Header Background Image
    Chapter Index

    Bab 162: Slime Mimpi Buruk – Bagian 2

     

    Di dalam Ruang Putih, aku mendapati diriku tergeletak di lantai, dicengkeram oleh rasa pusing yang kuat. Keringat mengalir keluar dari setiap pori-poriku, dan seluruh tubuhku gemetar tak terkendali.

    “Kazu! Kazu, apa yang terjadi padamu?”

    Tangan hangat seorang gadis muda yang khawatir menyentuh tubuhku yang gemetar. Aku menggigil hebat saat disentuh. Bahkan suaranya yang khawatir dan bingung membuatku merasa sangat takut.

    Apakah serangan Zoraus tidak hanya memicu trauma saya tetapi juga beberapa efek samping yang serius? Bahkan di tengah ketakutan dan kepanikan, sebagian pikiran saya berjuang melawan kenyataan ini. Sensasinya tak tertahankan, mendorong saya ke ambang kegilaan. Saya menggeliat dan mengerang kesakitan.

    “Aku mengerti,” kata Rushia, suaranya penuh tekad.

    Aku mendengar gemerisik kain, lalu suara kering baju besi kulitnya jatuh ke lantai. Rasanya seperti aku sedang mendengarkan sesuatu yang terjadi di alam semesta lain. Lalu, saat aku mendongak…

    Rushia memelukku. Payudaranya yang besar, hanya terlindungi oleh kain putih tipis, menempel di dadaku.

    “A-Apa yang kau…?”

    Saat aku duduk di sana, membeku karena terkejut, bibir kami bertemu. Perasaan itu tampaknya sedikit menenangkan pusaran pikiran yang kacau di kepalaku, dan beban berat di jiwaku pun berkurang. Karena putus asa ingin terbebas dari rasa sakit, aku mencium Rushia dengan penuh semangat.

    Sensasi geli menjalar ke otakku, dan setelah berciuman lama, kami melepaskan pelukan kami untuk mengatur napas.

    “Kenapa? Kenapa kamu melakukan itu?”

    “Diamlah. Aku akan mengurus semuanya.”

    Rushia segera menanggalkan pakaianku, pertama-tama melepaskan seragamku dan kemudian apa yang ada di baliknya. Aku linglung, tidak bisa bergerak, merasa seolah-olah ada kekuatan gelap yang mengamuk di dalam kepalaku, tetapi meskipun diliputi perasaan lemah, aku melihat bagaimana tangan Rushia gemetar.

    “Rushia…”

    Ketika dia menyadari bahwa aku merasakan ketakutannya, dia segera menciumku lagi. Aku tidak bisa bergerak; tubuhku terasa lumpuh, dan tidak ada satu pun anggota tubuh yang bereaksi.

    “Tidak apa-apa.
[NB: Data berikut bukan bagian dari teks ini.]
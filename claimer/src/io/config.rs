//! Engine configuration stored in `data/config.toml`.

use std::collections::BTreeMap;
use std::fmt;
use std::fs;
use std::path::{Path, PathBuf};
use std::time::Duration;

use anyhow::{Context, Result, anyhow};
use serde::{Deserialize, Serialize};

use crate::core::filter::ExclusionRules;
use crate::io::atomic::write_atomic;

pub const DEFAULT_CONFIG_PATH: &str = "data/config.toml";

/// Engine configuration (TOML).
///
/// This file is intended to be edited by humans. Missing fields take the
/// defaults below; unknown providers get [`ProviderConfig::default`].
#[derive(Debug, Clone, Serialize, Deserialize, PartialEq, Eq)]
#[serde(default)]
pub struct EngineConfig {
    /// Root for ledgers (`<provider>.json`) and run history.
    pub data_dir: PathBuf,

    /// Root for diagnostic screenshots. An empty path disables them.
    pub screenshots_dir: PathBuf,

    /// No human can intervene: never prompt, never wait for manual login.
    pub headless: bool,

    /// Stop before the claim action and record `skipped`.
    pub dry_run: bool,

    /// Ask before each claim; anything but yes records `skipped`.
    pub confirm_claims: bool,

    /// Bound for each individual signal wait.
    pub step_timeout_secs: u64,

    /// Login window, also used as the prompt timeout.
    pub login_timeout_secs: u64,

    /// Wait for manual sign-in without a deadline (interactive only).
    pub wait_for_manual_login: bool,

    /// Login form submissions per authentication.
    pub max_login_attempts: u32,

    /// Re-authentications allowed per offer after a session loss.
    pub max_reauth_attempts: u32,

    /// Append a JSON line per run to `<data_dir>/history/<provider>.jsonl`.
    pub write_history: bool,

    pub notify: NotifyConfig,

    pub providers: BTreeMap<String, ProviderConfig>,
}

impl Default for EngineConfig {
    fn default() -> Self {
        Self {
            data_dir: PathBuf::from("data"),
            screenshots_dir: PathBuf::from("data/screenshots"),
            headless: true,
            dry_run: false,
            confirm_claims: false,
            step_timeout_secs: 60,
            login_timeout_secs: 180,
            wait_for_manual_login: false,
            max_login_attempts: 3,
            max_reauth_attempts: 2,
            write_history: true,
            notify: NotifyConfig::default(),
            providers: BTreeMap::new(),
        }
    }
}

#[derive(Debug, Clone, Serialize, Deserialize, PartialEq, Eq)]
#[serde(default)]
pub struct NotifyConfig {
    /// Apprise target URL(s). `None` disables notifications.
    pub url: Option<String>,
    pub title: Option<String>,
    pub timeout_secs: u64,
}

impl Default for NotifyConfig {
    fn default() -> Self {
        Self {
            url: None,
            title: None,
            timeout_secs: 30,
        }
    }
}

#[derive(Debug, Clone, Serialize, Deserialize, PartialEq, Eq)]
#[serde(default)]
pub struct ProviderConfig {
    /// Expected one-time code length.
    pub otp_length: usize,
    pub exclude_title_suffixes: Vec<String>,
    pub exclude_tags: Vec<String>,
    pub exclude_title_patterns: Vec<String>,
    /// Skip offers the ledger already resolved as `claimed` or `existed`.
    pub skip_resolved: bool,
    /// Prefix for relative offer URLs.
    pub base_url: Option<String>,
    pub account: Account,
}

impl Default for ProviderConfig {
    fn default() -> Self {
        Self {
            otp_length: 6,
            exclude_title_suffixes: Vec::new(),
            exclude_tags: Vec::new(),
            exclude_title_patterns: Vec::new(),
            skip_resolved: false,
            base_url: None,
            account: Account::default(),
        }
    }
}

impl ProviderConfig {
    pub fn exclusion_rules(&self) -> Result<ExclusionRules> {
        ExclusionRules::new(
            &self.exclude_title_suffixes,
            &self.exclude_tags,
            &self.exclude_title_patterns,
        )
        .context("compile exclude_title_patterns")
    }
}

/// Stored account fields. Each one may be absent and prompted for instead.
#[derive(Clone, Default, Serialize, Deserialize, PartialEq, Eq)]
#[serde(default)]
pub struct Account {
    pub email: Option<String>,
    pub password: Option<String>,
    pub otp_seed: Option<String>,
    pub pin: Option<String>,
}

impl fmt::Debug for Account {
    fn fmt(&self, f: &mut fmt::Formatter<'_>) -> fmt::Result {
        let redact = |value: &Option<String>| value.as_ref().map(|_| "<redacted>");
        f.debug_struct("Account")
            .field("email", &self.email)
            .field("password", &redact(&self.password))
            .field("otp_seed", &redact(&self.otp_seed))
            .field("pin", &redact(&self.pin))
            .finish()
    }
}

impl EngineConfig {
    pub fn validate(&self) -> Result<()> {
        if self.data_dir.as_os_str().is_empty() {
            return Err(anyhow!("data_dir must be non-empty"));
        }
        if self.step_timeout_secs == 0 {
            return Err(anyhow!("step_timeout_secs must be > 0"));
        }
        if self.login_timeout_secs == 0 {
            return Err(anyhow!("login_timeout_secs must be > 0"));
        }
        if self.max_login_attempts == 0 {
            return Err(anyhow!("max_login_attempts must be > 0"));
        }
        if self.notify.timeout_secs == 0 {
            return Err(anyhow!("notify.timeout_secs must be > 0"));
        }
        if self.notify.url.as_deref().is_some_and(|url| url.trim().is_empty()) {
            return Err(anyhow!("notify.url must be non-empty when set"));
        }
        for (name, provider) in &self.providers {
            if name.trim().is_empty() {
                return Err(anyhow!("provider names must be non-empty"));
            }
            if !(4..=8).contains(&provider.otp_length) {
                return Err(anyhow!("providers.{name}.otp_length must be within 4..=8"));
            }
            provider
                .exclusion_rules()
                .with_context(|| format!("providers.{name}"))?;
        }
        Ok(())
    }

    /// Settings for `name`, or defaults when the provider is not configured.
    pub fn provider(&self, name: &str) -> ProviderConfig {
        self.providers.get(name).cloned().unwrap_or_default()
    }

    pub fn step_timeout(&self) -> Duration {
        Duration::from_secs(self.step_timeout_secs)
    }

    pub fn login_timeout(&self) -> Duration {
        Duration::from_secs(self.login_timeout_secs)
    }

    pub fn notify_timeout(&self) -> Duration {
        Duration::from_secs(self.notify.timeout_secs)
    }

    pub fn screenshots_root(&self) -> Option<&Path> {
        if self.screenshots_dir.as_os_str().is_empty() {
            None
        } else {
            Some(&self.screenshots_dir)
        }
    }

    pub fn ledger_path(&self, provider: &str) -> PathBuf {
        self.data_dir.join(format!("{provider}.json"))
    }

    pub fn history_path(&self, provider: &str) -> PathBuf {
        self.data_dir.join("history").join(format!("{provider}.jsonl"))
    }
}

/// Load config from a TOML file.
///
/// If the file is missing, returns `EngineConfig::default()`.
pub fn load_config(path: &Path) -> Result<EngineConfig> {
    if !path.exists() {
        let cfg = EngineConfig::default();
        cfg.validate()?;
        return Ok(cfg);
    }
    let contents = fs::read_to_string(path).with_context(|| format!("read {}", path.display()))?;
    let cfg: EngineConfig =
        toml::from_str(&contents).with_context(|| format!("parse {}", path.display()))?;
    cfg.validate()?;
    Ok(cfg)
}

/// Atomically write config to disk (temp file + rename).
pub fn write_config(path: &Path, cfg: &EngineConfig) -> Result<()> {
    cfg.validate()?;
    let mut buf = toml::to_string_pretty(cfg).context("serialize config toml")?;
    buf.push('\n');
    write_atomic(path, &buf, "toml.tmp")
}
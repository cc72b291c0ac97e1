//! Deterministic, pure logic shared by the claim engine.
//!
//! Core modules must be free of I/O side effects. They operate on in-memory
//! data structures and return deterministic outputs suitable for tests.

pub mod filter;
pub mod invariants;
pub mod notification;
pub mod offer_id;
pub mod otp;
pub mod queue;
pub mod transitions;
pub mod types;
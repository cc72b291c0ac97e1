//! Ledger summaries for `claimer status`.

use std::collections::BTreeMap;
use std::fmt::Write as _;

use crate::core::invariants::LedgerData;
use crate::core::types::ClaimStatus;

/// Per-user view of one provider ledger.
#[derive(Debug, Clone, PartialEq, Eq, Default)]
pub struct UserSummary {
    /// Records per status; `None` counts discovered but unresolved offers.
    pub counts: BTreeMap<Option<ClaimStatus>, usize>,
    /// `(offer id, title)` of every `failed` record.
    pub failed: Vec<(String, String)>,
}

pub fn summarize(data: &LedgerData) -> BTreeMap<String, UserSummary> {
    data.iter()
        .map(|(user, records)| {
            let mut summary = UserSummary::default();
            for (id, record) in records {
                *summary.counts.entry(record.status).or_default() += 1;
                if record.status == Some(ClaimStatus::Failed) {
                    summary.failed.push((id.clone(), record.title.clone()));
                }
            }
            (user.clone(), summary)
        })
        .collect()
}

/// Plain-text report, one block per user.
pub fn render(provider: &str, summaries: &BTreeMap<String, UserSummary>) -> String {
    let mut out = String::new();
    if summaries.is_empty() {
        let _ = writeln!(out, "{provider}: no records");
        return out;
    }
    for (user, summary) in summaries {
        let _ = writeln!(out, "{provider} ({user}):");
        for (status, count) in &summary.counts {
            let label = status.map_or("discovered", ClaimStatus::as_str);
            let _ = writeln!(out, "  {label}: {count}");
        }
        for (id, title) in &summary.failed {
            let _ = writeln!(out, "  failed: {id} ({title})");
        }
    }
    out
}
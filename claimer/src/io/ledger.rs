//! Per-provider claim ledger (`<data_dir>/<provider>.json`).
//!
//! Loaded once per run (schema + invariants), mutated in memory, and written
//! atomically whenever an offer reaches a terminal state. Records only change
//! through [`crate::core::transitions`], and an unchanged ledger is never
//! rewritten, so idempotent runs leave the file byte-identical.

use std::fs;
use std::path::{Path, PathBuf};

use anyhow::{Context, Result, anyhow};
use chrono::{DateTime, Utc};
use jsonschema::validator_for;
use serde_json::Value;
use tracing::{debug, instrument};

use crate::core::invariants::{LedgerData, validate_invariants};
use crate::core::transitions::{Observation, Transition, apply_observation, reset_record};
use crate::core::types::{ClaimRecord, ClaimStatus, Offer};
use crate::error::{EngineError, EngineResult};
use crate::io::atomic::write_atomic;

const LEDGER_SCHEMA: &str = include_str!("../../schemas/ledger.schema.json");

#[derive(Debug, Clone)]
pub struct Ledger {
    path: PathBuf,
    data: LedgerData,
    dirty: bool,
}

impl Ledger {
    /// Open the ledger at `path`. A missing file is an empty ledger.
    #[instrument(skip_all, fields(path = %path.display()))]
    pub fn open(path: &Path) -> EngineResult<Self> {
        let data = if path.exists() {
            load_data(path).map_err(|err| persistence(path, &err))?
        } else {
            debug!("ledger missing, starting empty");
            LedgerData::new()
        };
        Ok(Self {
            path: path.to_path_buf(),
            data,
            dirty: false,
        })
    }

    /// Empty ledger bound to `path` without reading it.
    pub fn empty(path: &Path) -> Self {
        Self {
            path: path.to_path_buf(),
            data: LedgerData::new(),
            dirty: false,
        }
    }

    pub fn path(&self) -> &Path {
        &self.path
    }

    pub fn data(&self) -> &LedgerData {
        &self.data
    }

    pub fn get(&self, user: &str, offer_id: &str) -> Option<&ClaimRecord> {
        self.data.get(user)?.get(offer_id)
    }

    pub fn status(&self, user: &str, offer_id: &str) -> Option<ClaimStatus> {
        self.get(user, offer_id)?.status
    }

    pub fn is_dirty(&self) -> bool {
        self.dirty
    }

    /// Create the record on first sight. Existing records are left untouched.
    pub fn discover(&mut self, user: &str, offer: &Offer, now: DateTime<Utc>) -> &ClaimRecord {
        self.entry(user, offer, now)
    }

    /// Apply an observation to the offer's record, discovering it if needed.
    pub fn record_observation(
        &mut self,
        user: &str,
        offer: &Offer,
        observation: Observation,
        now: DateTime<Utc>,
    ) -> Transition {
        let transition = apply_observation(self.entry(user, offer, now), observation, now);
        if transition.changed {
            self.dirty = true;
        }
        transition
    }

    fn entry(&mut self, user: &str, offer: &Offer, now: DateTime<Utc>) -> &mut ClaimRecord {
        let dirty = &mut self.dirty;
        self.data
            .entry(user.to_string())
            .or_default()
            .entry(offer.id.clone())
            .or_insert_with(|| {
                *dirty = true;
                ClaimRecord::discovered(offer, now)
            })
    }

    /// Explicit reset back to Discovered. Returns the previous status, or an
    /// error when the record does not exist.
    pub fn reset(
        &mut self,
        user: &str,
        offer_id: &str,
        now: DateTime<Utc>,
    ) -> Result<Option<ClaimStatus>> {
        let record = self
            .data
            .get_mut(user)
            .and_then(|records| records.get_mut(offer_id))
            .ok_or_else(|| anyhow!("no record for user '{user}' and offer '{offer_id}'"))?;
        let prev = reset_record(record, now);
        if prev.is_some() {
            self.dirty = true;
        }
        Ok(prev)
    }

    /// Replace the whole contents (used by migration).
    pub fn replace(&mut self, data: LedgerData) {
        self.data = data;
        self.dirty = true;
    }

    /// Write the ledger if anything changed since the last commit.
    #[instrument(skip_all, fields(path = %self.path.display(), dirty = self.dirty))]
    pub fn commit(&mut self) -> EngineResult<()> {
        if !self.dirty {
            return Ok(());
        }
        check_invariants(&self.data)
            .and_then(|()| write_data(&self.path, &self.data))
            .map_err(|err| persistence(&self.path, &err))?;
        self.dirty = false;
        debug!("ledger committed");
        Ok(())
    }
}

fn persistence(path: &Path, err: &anyhow::Error) -> EngineError {
    EngineError::Persistence {
        path: path.to_path_buf(),
        reason: format!("{err:#}"),
    }
}

fn load_data(path: &Path) -> Result<LedgerData> {
    let contents =
        fs::read_to_string(path).with_context(|| format!("read ledger {}", path.display()))?;
    let value: Value = serde_json::from_str(&contents)
        .with_context(|| format!("parse ledger {}", path.display()))?;
    validate_schema(&value)?;
    let data: LedgerData = serde_json::from_value(value)
        .with_context(|| format!("deserialize ledger {}", path.display()))?;
    check_invariants(&data)?;
    Ok(data)
}

fn check_invariants(data: &LedgerData) -> Result<()> {
    let errors = validate_invariants(data);
    if !errors.is_empty() {
        return Err(anyhow!("ledger invariants failed: {}", errors.join("; ")));
    }
    Ok(())
}

/// Validate a parsed ledger document against the bundled schema.
pub fn validate_schema(value: &Value) -> Result<()> {
    let schema: Value = serde_json::from_str(LEDGER_SCHEMA).context("parse ledger schema")?;
    let compiled = validator_for(&schema).map_err(|err| anyhow!("invalid schema: {}", err))?;
    if !compiled.is_valid(value) {
        let messages = compiled
            .iter_errors(value)
            .map(|err| err.to_string())
            .collect::<Vec<_>>();
        return Err(anyhow!(
            "ledger schema validation failed: {}",
            messages.join("; ")
        ));
    }
    Ok(())
}

fn write_data(path: &Path, data: &LedgerData) -> Result<()> {
    let mut buf = serde_json::to_string_pretty(data).context("serialize ledger")?;
    buf.push('\n');
    write_atomic(path, &buf, "json.tmp")
}

#[cfg(test)]
mod tests {
    use super::*;
    use chrono::Duration;

    fn offer(id: &str) -> Offer {
        Offer {
            id: id.to_string(),
            title: format!("{id} title"),
            url: format!("https://store.example/p/{id}"),
            tags: Vec::new(),
            base_of: None,
        }
    }

    fn t0() -> DateTime<Utc> {
        DateTime::parse_from_rfc3339("2024-03-01T12:00:00Z")
            .expect("parse")
            .with_timezone(&Utc)
    }

    #[test]
    fn missing_file_is_empty_and_commits_nothing() {
        let temp = tempfile::tempdir().expect("tempdir");
        let path = temp.path().join("store.json");
        let mut ledger = Ledger::open(&path).expect("open");
        assert!(ledger.data().is_empty());
        ledger.commit().expect("commit");
        assert!(!path.exists());
    }

    #[test]
    fn commit_then_reopen_preserves_records() {
        let temp = tempfile::tempdir().expect("tempdir");
        let path = temp.path().join("store.json");
        let mut ledger = Ledger::open(&path).expect("open");
        let t = ledger.record_observation("alice", &offer("g1"), Observation::Claimed, t0());
        assert!(t.changed);
        ledger.commit().expect("commit");

        let reopened = Ledger::open(&path).expect("reopen");
        let record = reopened.get("alice", "g1").expect("record");
        assert_eq!(record.status, Some(ClaimStatus::Claimed));
        assert_eq!(record.first_seen, t0());
    }

    #[test]
    fn unchanged_observation_keeps_file_identical() {
        let temp = tempfile::tempdir().expect("tempdir");
        let path = temp.path().join("store.json");
        let mut ledger = Ledger::open(&path).expect("open");
        ledger.record_observation("alice", &offer("g1"), Observation::Owned, t0());
        ledger.commit().expect("commit");
        let before = fs::read(&path).expect("read");

        let mut again = Ledger::open(&path).expect("reopen");
        let later = t0() + Duration::days(1);
        let t = again.record_observation("alice", &offer("g1"), Observation::Owned, later);
        assert!(!t.changed);
        assert!(!again.is_dirty());
        again.commit().expect("commit");
        assert_eq!(fs::read(&path).expect("read"), before);
    }

    #[test]
    fn rejects_schema_violations() {
        let temp = tempfile::tempdir().expect("tempdir");
        let path = temp.path().join("store.json");
        fs::write(
            &path,
            r#"{"alice":{"g1":{"title":"t","url":"u","firstSeen":"2024-01-01T00:00:00Z","lastUpdated":"2024-01-01T00:00:00Z","status":"won"}}}"#,
        )
        .expect("write");
        let err = Ledger::open(&path).expect_err("schema violation");
        assert!(matches!(err, EngineError::Persistence { .. }));
        assert!(err.to_string().contains("schema"));
    }

    #[test]
    fn rejects_invariant_violations() {
        let temp = tempfile::tempdir().expect("tempdir");
        let path = temp.path().join("store.json");
        fs::write(
            &path,
            r#"{"alice":{"g1":{"title":"t","url":"u","firstSeen":"2024-02-01T00:00:00Z","lastUpdated":"2024-01-01T00:00:00Z"}}}"#,
        )
        .expect("write");
        let err = Ledger::open(&path).expect_err("invariant violation");
        assert!(err.to_string().contains("invariants"));
    }

    #[test]
    fn commit_refuses_records_the_loader_would_reject() {
        let temp = tempfile::tempdir().expect("tempdir");
        let path = temp.path().join("store.json");
        let mut ledger = Ledger::open(&path).expect("open");
        ledger.record_observation("alice", &offer(" x"), Observation::Claimed, t0());
        let err = ledger.commit().expect_err("untrimmed id");
        assert!(matches!(err, EngineError::Persistence { .. }));
        assert!(err.to_string().contains("trimmed"));
        assert!(!path.exists());
    }

    #[test]
    fn record_after_clock_step_back_reopens() {
        let temp = tempfile::tempdir().expect("tempdir");
        let path = temp.path().join("store.json");
        let mut ledger = Ledger::open(&path).expect("open");
        ledger.discover("alice", &offer("g1"), t0());
        let earlier = t0() - Duration::seconds(5);
        ledger.record_observation("alice", &offer("g1"), Observation::Failed, earlier);
        ledger.commit().expect("commit");

        let reopened = Ledger::open(&path).expect("reopen");
        let record = reopened.get("alice", "g1").expect("record");
        assert_eq!(record.last_updated, record.first_seen);
    }

    #[test]
    fn reset_clears_status_and_requires_record() {
        let temp = tempfile::tempdir().expect("tempdir");
        let mut ledger = Ledger::open(&temp.path().join("store.json")).expect("open");
        ledger.record_observation("alice", &offer("g1"), Observation::Claimed, t0());
        let prev = ledger.reset("alice", "g1", t0()).expect("reset");
        assert_eq!(prev, Some(ClaimStatus::Claimed));
        assert_eq!(ledger.status("alice", "g1"), None);
        assert!(ledger.reset("alice", "missing", t0()).is_err());
    }

    #[test]
    fn discover_does_not_overwrite_existing_record() {
        let temp = tempfile::tempdir().expect("tempdir");
        let mut ledger = Ledger::open(&temp.path().join("store.json")).expect("open");
        ledger.discover("alice", &offer("g1"), t0());
        let mut renamed = offer("g1");
        renamed.title = "Renamed".to_string();
        let record = ledger.discover("alice", &renamed, t0() + Duration::hours(1));
        assert_eq!(record.title, "g1 title");
        assert_eq!(record.first_seen, t0());
    }
}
Semuanya akan baik-baik saja…” Rushia berbisik berulang kali, seolah-olah lebih menenangkan dirinya sendiri daripada aku.

    Kemudian Rushia menarikku ke dalam dirinya, bergerak dengan sekuat tenaga. Air mata memenuhi matanya karena rasa sakit—mungkin ini pertama kalinya baginya.

    Entah bagaimana, tindakan intim dengan Rushia mulai menghilangkan penderitaan di kepalaku. Kami akhirnya bertemu beberapa kali, dan dengan setiap klimaks, kegelapan di hatiku menjadi lebih terang.

    Setelah beberapa waktu, saya akhirnya mendapatkan kembali mobilitas anggota tubuh saya dan mengambil inisiatif.

    ※※※

     

    Beberapa saat kemudian, Rushia dan aku tertidur saat kami berbaring telanjang di lantai, berpelukan. Saat kami bangun lagi, semuanya hampir bersamaan.

    Rushia membelai kepalaku dengan lembut. “Apakah kamu merasa lebih baik sekarang?” tanyanya.

    “Mimpi buruk itu… Sekarang terasa jauh, seperti kenangan yang memudar. Aneh.”

    “Saya senang. Bagi saya, itu hanya pengetahuan teoritis tentang sihir.”

    “Oh, yang memenuhi pikiranmu adalah informasi tentang sihir?”

    “Ya, tentu saja,” tegasnya. “Lagipula, para zorau itu menyerangku secara mental.”

    Aku menatap Rushia. Pipinya memerah, ekspresinya lebih lembut dari biasanya—itu adalah emosi yang jarang ia tunjukkan. Aku belum pernah melihatnya seperti ini sebelumnya.

    “Pikiranku dipenuhi dengan kisah lama di mana seorang istri menyelamatkan suaminya dari monster yang memangsa pikiran, seperti aku baru saja menyelamatkanmu.”

    “Tunggu, apakah itu sihir?”

    Rushia mengangkat bahu. “Awalnya, konsep sihir—di luar sihir roh—sama seperti dalam cerita. Cara kita memahami sihir melalui pengetahuan yang kita peroleh di Ruang Putih ini sungguh tidak konvensional.”

    Setelah berpikir sejenak, aku mengangguk. Aku merasa sangat bersyukur padanya karena telah mempertaruhkan dirinya demi aku. Namun, cerita lama yang dia bicarakan… Untuk sebuah dongeng, cara sang pahlawan menyelamatkan sang pahlawan cukup aneh.

    Lalu lagi, bukankah ada beberapa dongeng Grimm yang agak beresiko?Saya merenung.

    “Kazu, aku ingin meyakinkanmu tentang sesuatu. Keputusanku tidak dibuat hanya karena kamu menderita—melainkan karena kamu adalah dirimu sendiri.”

    “Aku mengerti.”

    Rushia memiringkan kepalanya dengan bingung. “Apakah aku sudah menyebutkan itu sebelumnya?”

    “Tidak, tapi caramu melakukannya dan ketegasanmu menunjukkan hal itu dengan cukup baik.”

    Rushia tiba-tiba menggigil. Matanya menjauh dariku dan bibirnya bergetar sementara pipinya semakin memerah. Bagi seseorang yang biasanya memiliki wajah yang tenang, itu adalah reaksi yang cukup kentara.

    “Eh, Rushia… Kamu malu?”

    ℯ𝗻𝓊m𝒶.id

    “Ya, sangat.”

    Melihat dia mengecil dengan sendirinya dengan begitu imutnya, aku tak kuasa menahan diri untuk tak memeluk Rushia.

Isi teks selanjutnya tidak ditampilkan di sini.